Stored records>
=== Section Start ===
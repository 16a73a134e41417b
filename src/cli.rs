//! Launcher entry flow
//!
//! Wires the pipeline together for the real binary: logging, forwarded
//! arguments, the embedded payload, the platform spawner, and the final exit
//! code. The launcher defines no flags of its own; everything after the
//! executable token belongs to the script.

use pslaunch_payload::ResourceSource;
use pslaunch_runner::DefaultSpawner;
use pslaunch_utils::cmdline::current_forwarded_args;
use pslaunch_utils::logging::init_tracing;
use pslaunch_utils::{ExitCode, LaunchConfig};
use tracing::{debug, error};

/// Run the launcher.
///
/// Returns `Ok(())` when the script exited with status 0, otherwise the exit
/// code the process must end with: the script's own status, or the platform
/// error code of the step that failed.
pub fn run() -> Result<(), ExitCode> {
    init_tracing();

    let config = LaunchConfig::default();
    let forwarded = current_forwarded_args();
    debug!(forwarded = %forwarded.to_string_lossy(), "recovered forwarded arguments");

    let source = payload_source(&config);
    let code = match pslaunch_runner::launch(DefaultSpawner::default(), &source, &config, &forwarded)
    {
        Ok(report) => report.exit_code(),
        Err(err) => {
            error!(category = %err.category(), error = %err, "script extraction failed");
            err.to_exit_code()
        }
    };

    if code.is_success() { Ok(()) } else { Err(code) }
}

#[cfg(windows)]
fn payload_source(config: &LaunchConfig) -> impl ResourceSource {
    pslaunch_payload::ModuleResource::new(config.resource_id)
}

#[cfg(not(windows))]
fn payload_source(config: &LaunchConfig) -> impl ResourceSource {
    pslaunch_payload::BundledResource::new(
        config.resource_id,
        include_bytes!(env!("PSLAUNCH_PAYLOAD_PATH")).as_slice(),
    )
}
=== Section End ===
Try it>
Copy down each line in the entries that has the word "debug".

Task response>
use tracing::{debug, error};
    debug!(forwarded = %forwarded.to_string_lossy(), "recovered forwarded arguments");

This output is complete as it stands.